## [Problem description]
Repeat the records. Keep every word and mark exactly as it is.

## [Study material]
#####
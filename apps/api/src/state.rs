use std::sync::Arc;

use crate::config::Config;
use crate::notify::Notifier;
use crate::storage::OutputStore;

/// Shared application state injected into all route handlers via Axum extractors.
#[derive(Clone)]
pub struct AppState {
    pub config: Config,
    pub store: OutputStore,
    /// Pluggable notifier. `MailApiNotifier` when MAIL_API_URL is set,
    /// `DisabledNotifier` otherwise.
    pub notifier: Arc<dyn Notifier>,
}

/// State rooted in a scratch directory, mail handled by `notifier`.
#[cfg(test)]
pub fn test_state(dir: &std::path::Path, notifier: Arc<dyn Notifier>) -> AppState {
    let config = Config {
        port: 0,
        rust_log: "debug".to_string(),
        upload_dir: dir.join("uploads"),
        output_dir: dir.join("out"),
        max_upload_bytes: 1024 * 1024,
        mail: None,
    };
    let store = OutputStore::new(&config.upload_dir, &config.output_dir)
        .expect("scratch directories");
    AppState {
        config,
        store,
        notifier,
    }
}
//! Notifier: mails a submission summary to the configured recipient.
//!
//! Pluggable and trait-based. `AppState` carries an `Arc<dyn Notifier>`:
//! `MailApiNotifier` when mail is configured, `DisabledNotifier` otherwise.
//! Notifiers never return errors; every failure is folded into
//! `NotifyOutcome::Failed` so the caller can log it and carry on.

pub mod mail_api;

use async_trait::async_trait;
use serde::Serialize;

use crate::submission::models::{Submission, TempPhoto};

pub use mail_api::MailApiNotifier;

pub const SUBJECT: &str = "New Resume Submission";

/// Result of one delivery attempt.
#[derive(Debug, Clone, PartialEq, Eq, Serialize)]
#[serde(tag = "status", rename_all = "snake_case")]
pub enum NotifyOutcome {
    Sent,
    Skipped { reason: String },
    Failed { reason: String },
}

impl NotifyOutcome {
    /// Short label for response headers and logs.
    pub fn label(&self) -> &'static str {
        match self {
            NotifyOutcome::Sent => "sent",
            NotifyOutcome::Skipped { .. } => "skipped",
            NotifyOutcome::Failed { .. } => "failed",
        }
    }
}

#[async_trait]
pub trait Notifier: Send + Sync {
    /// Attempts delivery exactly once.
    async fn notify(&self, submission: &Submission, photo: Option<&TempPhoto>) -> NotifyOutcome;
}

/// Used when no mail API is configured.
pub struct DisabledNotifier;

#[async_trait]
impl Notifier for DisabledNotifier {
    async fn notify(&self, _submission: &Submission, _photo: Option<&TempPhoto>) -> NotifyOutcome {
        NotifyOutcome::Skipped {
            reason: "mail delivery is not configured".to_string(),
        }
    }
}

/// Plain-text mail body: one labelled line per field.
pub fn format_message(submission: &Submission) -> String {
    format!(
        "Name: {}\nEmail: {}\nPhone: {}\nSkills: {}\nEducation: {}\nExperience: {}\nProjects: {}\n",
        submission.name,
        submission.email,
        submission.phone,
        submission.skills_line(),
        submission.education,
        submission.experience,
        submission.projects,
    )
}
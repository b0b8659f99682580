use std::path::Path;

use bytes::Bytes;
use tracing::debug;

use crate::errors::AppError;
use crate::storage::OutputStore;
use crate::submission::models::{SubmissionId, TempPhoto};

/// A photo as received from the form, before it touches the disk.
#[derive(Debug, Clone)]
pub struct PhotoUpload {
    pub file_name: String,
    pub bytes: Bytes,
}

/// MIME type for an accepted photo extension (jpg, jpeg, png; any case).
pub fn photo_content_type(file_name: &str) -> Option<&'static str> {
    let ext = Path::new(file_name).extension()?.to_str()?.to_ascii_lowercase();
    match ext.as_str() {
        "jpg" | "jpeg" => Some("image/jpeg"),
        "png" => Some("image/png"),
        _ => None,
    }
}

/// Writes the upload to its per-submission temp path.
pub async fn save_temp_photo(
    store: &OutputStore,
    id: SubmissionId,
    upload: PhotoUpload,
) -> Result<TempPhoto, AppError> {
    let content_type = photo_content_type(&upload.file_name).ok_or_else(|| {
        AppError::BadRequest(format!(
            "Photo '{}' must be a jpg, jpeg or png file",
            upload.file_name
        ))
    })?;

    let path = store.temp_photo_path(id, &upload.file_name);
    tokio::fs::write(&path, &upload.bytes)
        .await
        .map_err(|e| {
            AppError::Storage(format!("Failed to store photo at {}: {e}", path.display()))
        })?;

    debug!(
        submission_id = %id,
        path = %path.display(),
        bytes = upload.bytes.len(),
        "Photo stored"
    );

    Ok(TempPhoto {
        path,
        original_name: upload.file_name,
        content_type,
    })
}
#####
## [Completed exercise]
filename apps/api/src/state.rs
use std::sync::Arc;

use crate::config::Config;
use crate::notify::Notifier;
use crate::storage::OutputStore;

/// Shared application state injected into all route handlers via Axum extractors.
#[derive(Clone)]
pub struct AppState {
    pub config: Config,
    pub store: OutputStore,
    /// Pluggable notifier. `MailApiNotifier` when MAIL_API_URL is set,
    /// `DisabledNotifier` otherwise.
    pub notifier: Arc<dyn Notifier>,
}

/// State rooted in a scratch directory, mail handled by `notifier`.
#[cfg(test)]
pub fn test_state(dir: &std::path::Path, notifier: Arc<dyn Notifier>) -> AppState {
    let config = Config {
        port: 0,
        rust_log: "debug".to_string(),
        upload_dir: dir.join("uploads"),
        output_dir: dir.join("out"),
        max_upload_bytes: 1024 * 1024,
        mail: None,
    };
    let store = OutputStore::new(&config.upload_dir, &config.output_dir)
        .expect("scratch directories");
    AppState {
        config,
        store,
        notifier,
    }
}
//! Notifier: mails a submission summary to the configured recipient.
//!
//! Pluggable and trait-based. `AppState` carries an `Arc<dyn Notifier>`:
//! `MailApiNotifier` when mail is configured, `DisabledNotifier` otherwise.
//! Notifiers never return errors; every failure is folded into
//! `NotifyOutcome::Failed` so the caller can log it and carry on.

pub mod mail_api;

use async_trait::async_trait;
use serde::Serialize;

use crate::submission::models::{Submission, TempPhoto};

pub use mail_api::MailApiNotifier;

pub const SUBJECT: &str = "New Resume Submission";

/// Result of one delivery attempt.
#[derive(Debug, Clone, PartialEq, Eq, Serialize)]
#[serde(tag = "status", rename_all = "snake_case")]
pub enum NotifyOutcome {
    Sent,
    Skipped { reason: String },
    Failed { reason: String },
}

impl NotifyOutcome {
    /// Short label for response headers and logs.
    pub fn label(&self) -> &'static str {
        match self {
            NotifyOutcome::Sent => "sent",
            NotifyOutcome::Skipped { .. } => "skipped",
            NotifyOutcome::Failed { .. } => "failed",
        }
    }
}

#[async_trait]
pub trait Notifier: Send + Sync {
    /// Attempts delivery exactly once.
    async fn notify(&self, submission: &Submission, photo: Option<&TempPhoto>) -> NotifyOutcome;
}

/// Used when no mail API is configured.
pub struct DisabledNotifier;

#[async_trait]
impl Notifier for DisabledNotifier {
    async fn notify(&self, _submission: &Submission, _photo: Option<&TempPhoto>) -> NotifyOutcome {
        NotifyOutcome::Skipped {
            reason: "mail delivery is not configured".to_string(),
        }
    }
}

/// Plain-text mail body: one labelled line per field.
pub fn format_message(submission: &Submission) -> String {
    format!(
        "Name: {}\nEmail: {}\nPhone: {}\nSkills: {}\nEducation: {}\nExperience: {}\nProjects: {}\n",
        submission.name,
        submission.email,
        submission.phone,
        submission.skills_line(),
        submission.education,
        submission.experience,
        submission.projects,
    )
}
repository b0b8659f99682580
use std::path::Path;

use bytes::Bytes;
use tracing::debug;

use crate::errors::AppError;
use crate::storage::OutputStore;
use crate::submission::models::{SubmissionId, TempPhoto};

/// A photo as received from the form, before it touches the disk.
#[derive(Debug, Clone)]
pub struct PhotoUpload {
    pub file_name: String,
    pub bytes: Bytes,
}

/// MIME type for an accepted photo extension (jpg, jpeg, png; any case).
pub fn photo_content_type(file_name: &str) -> Option<&'static str> {
    let ext = Path::new(file_name).extension()?.to_str()?.to_ascii_lowercase();
    match ext.as_str() {
        "jpg" | "jpeg" => Some("image/jpeg"),
        "png" => Some("image/png"),
        _ => None,
    }
}

/// Writes the upload to its per-submission temp path.
pub async fn save_temp_photo(
    store: &OutputStore,
    id: SubmissionId,
    upload: PhotoUpload,
) -> Result<TempPhoto, AppError> {
    let content_type = photo_content_type(&upload.file_name).ok_or_else(|| {
        AppError::BadRequest(format!(
            "Photo '{}' must be a jpg, jpeg or png file",
            upload.file_name
        ))
    })?;

    let path = store.temp_photo_path(id, &upload.file_name);
    tokio::fs::write(&path, &upload.bytes)
        .await
        .map_err(|e| {
            AppError::Storage(format!("Failed to store photo at {}: {e}", path.display()))
        })?;

    debug!(
        submission_id = %id,
        path = %path.display(),
        bytes = upload.bytes.len(),
        "Photo stored"
    );

    Ok(TempPhoto {
        path,
        original_name: upload.file_name,
        content_type,
    })
}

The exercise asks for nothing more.